■ WHAT TO WORK ON
Look through the lines below and copy each one that includes "pixels".

Source records:
========
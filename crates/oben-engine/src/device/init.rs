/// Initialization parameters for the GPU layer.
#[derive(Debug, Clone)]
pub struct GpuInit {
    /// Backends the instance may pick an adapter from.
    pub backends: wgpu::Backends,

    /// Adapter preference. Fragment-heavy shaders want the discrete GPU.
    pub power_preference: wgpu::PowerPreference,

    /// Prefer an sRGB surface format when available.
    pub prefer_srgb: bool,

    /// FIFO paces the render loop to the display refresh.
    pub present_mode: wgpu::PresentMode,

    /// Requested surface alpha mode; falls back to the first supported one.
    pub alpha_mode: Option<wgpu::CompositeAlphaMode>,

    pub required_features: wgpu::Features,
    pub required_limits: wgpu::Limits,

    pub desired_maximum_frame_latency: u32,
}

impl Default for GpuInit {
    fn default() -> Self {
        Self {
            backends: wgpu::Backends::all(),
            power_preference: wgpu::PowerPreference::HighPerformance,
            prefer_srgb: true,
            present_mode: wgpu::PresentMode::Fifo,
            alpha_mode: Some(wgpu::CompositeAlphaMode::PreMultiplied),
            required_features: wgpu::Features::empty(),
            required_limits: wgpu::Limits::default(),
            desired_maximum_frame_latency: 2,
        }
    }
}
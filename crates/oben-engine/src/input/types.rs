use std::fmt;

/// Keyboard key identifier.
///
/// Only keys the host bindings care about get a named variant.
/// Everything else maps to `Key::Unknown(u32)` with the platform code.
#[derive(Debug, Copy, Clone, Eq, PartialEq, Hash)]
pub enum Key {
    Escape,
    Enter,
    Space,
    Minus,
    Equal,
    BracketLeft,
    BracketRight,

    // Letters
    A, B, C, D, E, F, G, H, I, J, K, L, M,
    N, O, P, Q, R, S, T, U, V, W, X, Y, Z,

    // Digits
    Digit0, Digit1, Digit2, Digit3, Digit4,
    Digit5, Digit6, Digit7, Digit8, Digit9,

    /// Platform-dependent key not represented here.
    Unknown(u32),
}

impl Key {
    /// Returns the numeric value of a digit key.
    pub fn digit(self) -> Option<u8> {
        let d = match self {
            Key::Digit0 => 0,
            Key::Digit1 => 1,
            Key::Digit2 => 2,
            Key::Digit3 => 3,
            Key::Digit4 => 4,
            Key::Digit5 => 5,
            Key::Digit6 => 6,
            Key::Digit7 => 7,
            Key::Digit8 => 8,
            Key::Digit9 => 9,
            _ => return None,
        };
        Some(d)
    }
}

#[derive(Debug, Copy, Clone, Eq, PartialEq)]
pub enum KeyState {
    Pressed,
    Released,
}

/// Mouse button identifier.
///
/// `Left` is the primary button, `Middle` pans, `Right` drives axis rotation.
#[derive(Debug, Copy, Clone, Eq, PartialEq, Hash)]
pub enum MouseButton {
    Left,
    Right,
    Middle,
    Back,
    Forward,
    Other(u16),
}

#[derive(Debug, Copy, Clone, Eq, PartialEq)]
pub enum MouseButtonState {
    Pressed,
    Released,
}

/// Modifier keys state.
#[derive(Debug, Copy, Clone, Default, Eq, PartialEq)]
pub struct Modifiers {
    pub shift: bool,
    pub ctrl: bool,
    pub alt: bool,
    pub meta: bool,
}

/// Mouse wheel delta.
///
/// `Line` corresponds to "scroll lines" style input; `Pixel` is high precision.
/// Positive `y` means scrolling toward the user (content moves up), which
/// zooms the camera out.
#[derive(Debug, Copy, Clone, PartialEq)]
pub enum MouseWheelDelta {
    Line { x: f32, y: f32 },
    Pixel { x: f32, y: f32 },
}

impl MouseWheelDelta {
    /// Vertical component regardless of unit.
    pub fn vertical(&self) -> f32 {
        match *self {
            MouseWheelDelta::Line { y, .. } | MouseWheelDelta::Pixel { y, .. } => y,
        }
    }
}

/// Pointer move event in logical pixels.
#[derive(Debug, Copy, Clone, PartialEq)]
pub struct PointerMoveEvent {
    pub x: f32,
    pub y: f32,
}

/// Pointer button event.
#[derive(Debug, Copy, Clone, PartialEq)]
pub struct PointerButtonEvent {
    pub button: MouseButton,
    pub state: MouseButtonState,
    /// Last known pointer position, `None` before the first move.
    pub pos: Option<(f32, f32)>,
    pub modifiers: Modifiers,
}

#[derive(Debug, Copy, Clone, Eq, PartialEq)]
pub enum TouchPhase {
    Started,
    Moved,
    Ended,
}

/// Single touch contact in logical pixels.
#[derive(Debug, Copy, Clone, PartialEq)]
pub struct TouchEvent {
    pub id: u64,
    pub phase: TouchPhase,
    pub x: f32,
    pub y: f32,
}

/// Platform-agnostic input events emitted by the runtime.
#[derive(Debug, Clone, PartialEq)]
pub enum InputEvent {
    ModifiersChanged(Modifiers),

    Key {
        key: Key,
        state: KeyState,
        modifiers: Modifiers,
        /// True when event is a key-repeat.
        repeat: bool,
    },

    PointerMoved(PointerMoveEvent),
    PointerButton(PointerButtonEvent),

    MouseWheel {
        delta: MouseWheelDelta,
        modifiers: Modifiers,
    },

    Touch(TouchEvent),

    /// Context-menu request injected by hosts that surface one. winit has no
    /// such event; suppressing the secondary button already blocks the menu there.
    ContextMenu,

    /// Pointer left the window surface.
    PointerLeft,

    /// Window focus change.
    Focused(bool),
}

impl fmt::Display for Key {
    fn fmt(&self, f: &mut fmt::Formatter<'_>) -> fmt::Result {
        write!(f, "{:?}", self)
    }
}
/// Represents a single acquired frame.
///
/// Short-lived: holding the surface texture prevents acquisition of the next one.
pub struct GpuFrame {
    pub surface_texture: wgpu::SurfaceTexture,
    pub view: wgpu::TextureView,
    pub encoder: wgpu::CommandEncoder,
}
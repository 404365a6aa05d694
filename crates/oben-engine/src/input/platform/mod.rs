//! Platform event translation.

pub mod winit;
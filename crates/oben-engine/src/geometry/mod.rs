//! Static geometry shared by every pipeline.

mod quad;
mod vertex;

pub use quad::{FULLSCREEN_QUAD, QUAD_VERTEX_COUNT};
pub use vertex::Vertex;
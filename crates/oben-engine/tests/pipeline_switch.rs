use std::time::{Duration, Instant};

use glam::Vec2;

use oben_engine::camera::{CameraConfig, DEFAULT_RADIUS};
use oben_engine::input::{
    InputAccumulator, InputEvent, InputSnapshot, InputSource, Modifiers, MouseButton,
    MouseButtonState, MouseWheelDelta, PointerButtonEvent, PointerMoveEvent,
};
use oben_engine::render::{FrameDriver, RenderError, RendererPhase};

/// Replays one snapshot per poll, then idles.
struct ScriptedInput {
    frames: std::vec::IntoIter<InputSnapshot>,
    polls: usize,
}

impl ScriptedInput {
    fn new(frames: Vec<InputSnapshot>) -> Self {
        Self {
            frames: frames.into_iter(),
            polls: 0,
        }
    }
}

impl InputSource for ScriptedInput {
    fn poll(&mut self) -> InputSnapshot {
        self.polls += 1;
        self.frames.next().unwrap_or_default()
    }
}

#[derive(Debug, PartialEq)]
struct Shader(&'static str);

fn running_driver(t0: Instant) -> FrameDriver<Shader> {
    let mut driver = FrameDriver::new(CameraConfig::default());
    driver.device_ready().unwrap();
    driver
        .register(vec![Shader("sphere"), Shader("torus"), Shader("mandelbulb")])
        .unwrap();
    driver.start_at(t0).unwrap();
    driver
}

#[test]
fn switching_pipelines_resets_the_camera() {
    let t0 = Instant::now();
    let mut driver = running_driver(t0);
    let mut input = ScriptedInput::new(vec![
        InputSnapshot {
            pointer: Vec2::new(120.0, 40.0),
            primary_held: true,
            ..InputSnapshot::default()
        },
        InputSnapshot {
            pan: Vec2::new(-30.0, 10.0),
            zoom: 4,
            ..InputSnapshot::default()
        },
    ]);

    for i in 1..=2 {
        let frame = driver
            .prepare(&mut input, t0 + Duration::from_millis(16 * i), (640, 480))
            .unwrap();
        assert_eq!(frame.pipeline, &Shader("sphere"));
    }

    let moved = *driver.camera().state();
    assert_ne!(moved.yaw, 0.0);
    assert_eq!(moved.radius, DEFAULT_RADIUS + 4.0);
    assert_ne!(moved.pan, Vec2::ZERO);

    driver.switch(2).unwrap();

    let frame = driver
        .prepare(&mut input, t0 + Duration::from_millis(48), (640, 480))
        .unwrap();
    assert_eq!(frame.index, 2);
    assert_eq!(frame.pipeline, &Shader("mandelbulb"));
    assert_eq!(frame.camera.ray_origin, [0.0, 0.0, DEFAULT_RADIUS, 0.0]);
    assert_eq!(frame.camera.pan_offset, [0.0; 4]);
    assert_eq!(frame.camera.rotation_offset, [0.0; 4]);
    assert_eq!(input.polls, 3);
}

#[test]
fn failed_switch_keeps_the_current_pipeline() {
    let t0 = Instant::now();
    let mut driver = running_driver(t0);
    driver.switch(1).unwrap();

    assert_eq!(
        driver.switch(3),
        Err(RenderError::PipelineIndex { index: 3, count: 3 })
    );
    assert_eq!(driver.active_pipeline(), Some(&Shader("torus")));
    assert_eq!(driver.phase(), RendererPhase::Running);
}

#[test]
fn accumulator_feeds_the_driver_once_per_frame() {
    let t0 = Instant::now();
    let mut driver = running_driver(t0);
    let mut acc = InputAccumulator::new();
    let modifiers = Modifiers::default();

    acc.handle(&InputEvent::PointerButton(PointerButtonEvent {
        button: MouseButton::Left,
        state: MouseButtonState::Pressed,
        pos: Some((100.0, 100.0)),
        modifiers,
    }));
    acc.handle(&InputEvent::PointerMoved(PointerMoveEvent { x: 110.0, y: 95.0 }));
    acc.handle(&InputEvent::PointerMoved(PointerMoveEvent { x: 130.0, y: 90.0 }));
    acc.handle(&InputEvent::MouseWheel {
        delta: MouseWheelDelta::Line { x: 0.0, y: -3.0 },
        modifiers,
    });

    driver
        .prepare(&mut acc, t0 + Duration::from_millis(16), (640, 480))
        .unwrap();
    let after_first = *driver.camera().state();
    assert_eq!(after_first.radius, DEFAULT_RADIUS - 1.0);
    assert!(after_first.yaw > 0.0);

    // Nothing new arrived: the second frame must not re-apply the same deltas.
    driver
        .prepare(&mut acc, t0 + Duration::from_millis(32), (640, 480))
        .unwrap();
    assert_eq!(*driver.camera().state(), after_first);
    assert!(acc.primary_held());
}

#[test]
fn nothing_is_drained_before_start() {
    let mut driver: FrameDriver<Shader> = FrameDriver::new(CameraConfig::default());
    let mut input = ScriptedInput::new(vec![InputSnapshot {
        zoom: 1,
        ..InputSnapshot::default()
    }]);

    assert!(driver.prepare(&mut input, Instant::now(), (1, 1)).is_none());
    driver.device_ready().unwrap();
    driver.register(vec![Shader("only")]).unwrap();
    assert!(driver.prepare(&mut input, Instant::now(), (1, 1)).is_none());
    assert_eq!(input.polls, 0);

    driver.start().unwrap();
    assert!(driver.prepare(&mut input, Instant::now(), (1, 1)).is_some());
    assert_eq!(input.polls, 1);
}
========
■ SOLUTION TO THIS EXERCISE
/// Pointer move event in logical pixels.
/// Single touch contact in logical pixels.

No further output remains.